Snooker Star Told to Avoid Crucible Return After ‘Really Bad’ Venue Rant

Snooker star Hossein Vafaei has been told to avoid returning to the Crucible in the future after he criticized the arena following his first-round defeat at the World Snooker Championship.

Vafaei, known as the “Prince of Persia,” was dispatched 10-5 by 2019 champion Judd Trump on Sunday and later lashed out at the venue.

“You want to go somewhere really nice as a player, as a media team. You walk around the Crucible and it smells really bad. As a player I’m honest, it’s just really bad. Everything’s so bad,” Vafaei said.

“You go to other venues in other countries and you see how nice they treat you. Everything is shiny. But here it’s completely different. If you ask me do I want to come back here again, I tell you ‘no way.’ The practice room, do you see anything special? I feel like I’m practising in a garage.”

Vafaei’s comments did not sit well with some of his fellow professionals, and on Monday he received a word of advice from 2005 world champion Shaun Murphy.

“Listen, this is a working theatre, it’s not a purpose-built snooker venue,” Murphy said in a press conference after his first-round victory.

“We’re coming up on the 50th anniversary of snooker being here. If the World Snooker Tour turned up tomorrow to do a site visit, they probably wouldn’t come here because it’s not big enough. There’s nothing we can do about that.

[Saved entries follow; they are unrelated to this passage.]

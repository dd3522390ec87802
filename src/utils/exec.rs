//! External command execution utilities.
//!
//! Collaborators that live outside the process (style compiler, linter,
//! transpiler) are run through [`exec`], which resolves the program on `PATH`,
//! captures its output and turns a non-zero exit into an error carrying the
//! tool's diagnostics.

use anyhow::{Context, Result, anyhow, bail};
use std::{
    ffi::OsString,
    path::Path,
    process::{Command, Output, Stdio},
};

/// Run an external command with arguments in a working directory.
///
/// # Examples
/// ```ignore
/// exec!(root; &cmd; "--reporter=unix", file)?;
/// ```
#[macro_export]
macro_rules! exec {
    ($root:expr; $cmd:expr; $($arg:expr),* $(,)?) => {
        $crate::utils::exec::exec(
            $root,
            $cmd,
            &$crate::utils::exec::filter_args(&[$(::std::ffi::OsString::from($arg)),*]),
        )
    };
}

/// Filter out empty args.
#[inline]
pub fn filter_args(args: &[OsString]) -> Vec<OsString> {
    args.iter().filter(|a| !a.is_empty()).cloned().collect()
}

/// Execute a command and capture its output.
///
/// `cmd` is the configured command line (program followed by fixed
/// arguments); `args` are appended. The child runs in `root` with no stdin.
///
/// # Errors
/// Returns error if the program is not on `PATH`, fails to spawn, or exits
/// with a non-zero status.
pub fn exec(root: &Path, cmd: &[String], args: &[OsString]) -> Result<Output> {
    let (name, mut command) = prepare(root, cmd, args)?;

    let output = command
        .stdin(Stdio::null())
        .stdout(Stdio::piped())
        .stderr(Stdio::piped())
        .output()
        .with_context(|| format!("Failed to execute `{name}`"))?;

    check_status(&name, &output)?;
    Ok(output)
}

/// Resolve the program and build the `Command`.
fn prepare(root: &Path, cmd: &[String], args: &[OsString]) -> Result<(String, Command)> {
    let (program, fixed) = cmd
        .split_first()
        .ok_or_else(|| anyhow!("empty command"))?;

    let resolved =
        which::which(program).with_context(|| format!("`{program}` not found on PATH"))?;

    let mut command = Command::new(resolved);
    command.args(fixed).args(args).current_dir(root);

    Ok((program.clone(), command))
}

/// Turn a failed exit status into an error with the tool's output attached.
fn check_status(name: &str, output: &Output) -> Result<()> {
    if output.status.success() {
        return Ok(());
    }

    let stderr = String::from_utf8_lossy(&output.stderr);
    let stdout = String::from_utf8_lossy(&output.stdout);
    let details = [stderr.trim(), stdout.trim()]
        .into_iter()
        .filter(|s| !s.is_empty())
        .collect::<Vec<_>>()
        .join("\n");

    match output.status.code() {
        Some(code) if details.is_empty() => bail!("`{name}` exited with code {code}"),
        Some(code) => bail!("`{name}` exited with code {code}:\n{details}"),
        None => bail!("`{name}` was terminated by a signal"),
    }
}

But this is holy ground and it’s almost sacrilege for a professional snooker player to be so openly critical about our home.

“Hossein should educate himself on how our tour works and the relationships with WST and our broadcast partners, our venues and how special these places are. Does he think he’s helping the sport grow by being so openly critical of one of our business partners? He hasn’t helped the sport at all.”

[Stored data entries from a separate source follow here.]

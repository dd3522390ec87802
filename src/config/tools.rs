//! `[tools]` section configuration.
//!
//! Command lines for the collaborators that run outside the process, and
//! the browser targets used by the style prefixer.

use super::defaults;
use educe::Educe;
use serde::{Deserialize, Serialize};

/// `[tools]` section in sitepipe.toml.
///
/// Each command is the program followed by fixed arguments; the input file
/// path is appended. An empty `lint` command disables linting.
///
/// # Example
/// ```toml
/// [tools]
/// lint = ["eslint", "--no-eslintrc"]
/// styles = ["sass", "--no-source-map", "--style=expanded"]
/// transpile = ["esbuild", "--loader=ts"]
/// browsers = ["chrome 100", "safari 15"]
/// ```
#[derive(Debug, Clone, Educe, Serialize, Deserialize)]
#[educe(Default)]
#[serde(deny_unknown_fields)]
pub struct ToolsConfig {
    /// Script linter. Invoked once with every script input.
    #[serde(default = "defaults::tools::lint")]
    #[educe(Default = defaults::tools::lint())]
    pub lint: Vec<String>,

    /// Style compiler. Prints compiled CSS to stdout.
    #[serde(default = "defaults::tools::styles")]
    #[educe(Default = defaults::tools::styles())]
    pub styles: Vec<String>,

    /// Transpiler. Prints the plain script to stdout.
    #[serde(default = "defaults::tools::transpile")]
    #[educe(Default = defaults::tools::transpile())]
    pub transpile: Vec<String>,

    /// Browser targets as `"<browser> <major>"`.
    #[serde(default = "defaults::tools::browsers")]
    #[educe(Default = defaults::tools::browsers())]
    pub browsers: Vec<String>,
}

Murphy added that Vafaei may not be as emotionally connected to the tournament as UK players because he did not grow up in the country and may not have the same childhood memories associated with the Crucible.

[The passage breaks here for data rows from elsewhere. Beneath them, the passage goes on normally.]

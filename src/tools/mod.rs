//! Transform collaborators.
//!
//! The pipeline never looks inside a transform: scripts are minified, styles
//! compiled, prefixed and minified, SVGs optimized and typed sources
//! transpiled by implementations of [`Transform`], bundled in a [`Toolchain`].
//!
//! | Concern          | Default implementation          |
//! |------------------|---------------------------------|
//! | script lint      | external command (`jshint`)     |
//! | script minify    | `minify-js` parser and printer  |
//! | style compile    | external command (`sass`)       |
//! | style prefix     | `lightningcss` with targets     |
//! | style minify     | `lightningcss` minifying printer|
//! | svg optimize     | `usvg` re-serialization         |
//! | transpile        | external command (`babel`)      |

mod command;
mod script;
mod style;
mod svg;

pub use command::{CommandLinter, CommandTransform};
pub use script::ScriptMinifier;
pub use style::{StyleMinifier, StylePrefixer, parse_browsers};
pub use svg::SvgOptimizer;

use crate::config::ToolsConfig;
use anyhow::Result;
use std::{
    path::{Path, PathBuf},
    sync::Arc,
};

/// A content transform applied to one file.
pub trait Transform: Send + Sync {
    /// Short name used in error messages.
    fn name(&self) -> &'static str;

    /// Transform `input`, the current content of the file at `path`.
    fn apply(&self, path: &Path, input: &[u8]) -> Result<Vec<u8>>;
}

/// Checks a set of files without producing output.
pub trait Linter: Send + Sync {
    fn lint(&self, files: &[PathBuf]) -> Result<()>;
}

/// Every collaborator a build run needs.
#[derive(Clone)]
pub struct Toolchain {
    /// `None` disables linting
    pub linter: Option<Arc<dyn Linter>>,
    pub script_minifier: Arc<dyn Transform>,
    pub style_compiler: Arc<dyn Transform>,
    pub style_prefixer: Arc<dyn Transform>,
    pub style_minifier: Arc<dyn Transform>,
    pub svg_optimizer: Arc<dyn Transform>,
    pub transpiler: Arc<dyn Transform>,
}

impl Toolchain {
    /// Build the default toolchain from `[tools]`.
    ///
    /// External commands run with `root` as working directory.
    pub fn from_config(tools: &ToolsConfig, root: &Path) -> Result<Self> {
        let browsers = parse_browsers(&tools.browsers)?;

        let linter: Option<Arc<dyn Linter>> = if tools.lint.is_empty() {
            None
        } else {
            Some(Arc::new(CommandLinter::new(tools.lint.clone(), root)))
        };

        Ok(Self {
            linter,
            script_minifier: Arc::new(ScriptMinifier),
            style_compiler: Arc::new(CommandTransform::new("style compiler", tools.styles.clone(), root)),
            style_prefixer: Arc::new(StylePrefixer::new(browsers.clone())),
            style_minifier: Arc::new(StyleMinifier::new(browsers)),
            svg_optimizer: Arc::new(SvgOptimizer),
            transpiler: Arc::new(CommandTransform::new("transpiler", tools.transpile.clone(), root)),
        })
    }
}

#[cfg(test)]
pub mod testing {
    //! Stub collaborators for stage and build tests.

    use super::*;
    use anyhow::bail;

    /// Returns its input unchanged.
    pub struct Identity(pub &'static str);

    impl Transform for Identity {
        fn name(&self) -> &'static str {
            self.0
        }

        fn apply(&self, _path: &Path, input: &[u8]) -> Result<Vec<u8>> {
            Ok(input.to_vec())
        }
    }

    /// Drops whitespace and `//` line comments; enough to tell minified apart.
    pub struct Squash;

    impl Transform for Squash {
        fn name(&self) -> &'static str {
            "squash"
        }

        fn apply(&self, _path: &Path, input: &[u8]) -> Result<Vec<u8>> {
            let text = String::from_utf8_lossy(input);
            Ok(text
                .lines()
                .filter(|l| !l.trim_start().starts_with("//"))
                .flat_map(|l| l.split_whitespace())
                .collect::<String>()
                .into_bytes())
        }
    }

    /// Fails on any content containing `ERROR`.
    pub struct Strict(pub &'static str);

    impl Transform for Strict {
        fn name(&self) -> &'static str {
            self.0
        }

        fn apply(&self, path: &Path, input: &[u8]) -> Result<Vec<u8>> {
            if String::from_utf8_lossy(input).contains("ERROR") {
                bail!("syntax error in {}", path.display());
            }
            Ok(input.to_vec())
        }
    }

    /// Records every linted batch.
    #[derive(Default)]
    pub struct RecordingLinter(pub parking_lot::Mutex<Vec<Vec<PathBuf>>>);

    impl Linter for RecordingLinter {
        fn lint(&self, files: &[PathBuf]) -> Result<()> {
            self.0.lock().push(files.to_vec());
            Ok(())
        }
    }

    /// Toolchain of stubs that never leaves the process.
    pub fn stub_toolchain() -> Toolchain {
        Toolchain {
            linter: None,
            script_minifier: Arc::new(Squash),
            style_compiler: Arc::new(Strict("style compiler")),
            style_prefixer: Arc::new(Identity("style prefixer")),
            style_minifier: Arc::new(Squash),
            svg_optimizer: Arc::new(Squash),
            transpiler: Arc::new(Strict("transpiler")),
        }
    }
}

“Maybe he didn’t come here as a nine-year-old child as I did and remember running up that road after Steve Davis for his autograph. Maybe he doesn’t have those memories to draw on, but this is holy ground for snooker players and Hossein should remember that,” Murphy said.

“He said he doesn’t want to come back. Don’t come back. He doesn’t have to, he’s not forced to come here. Don’t come.”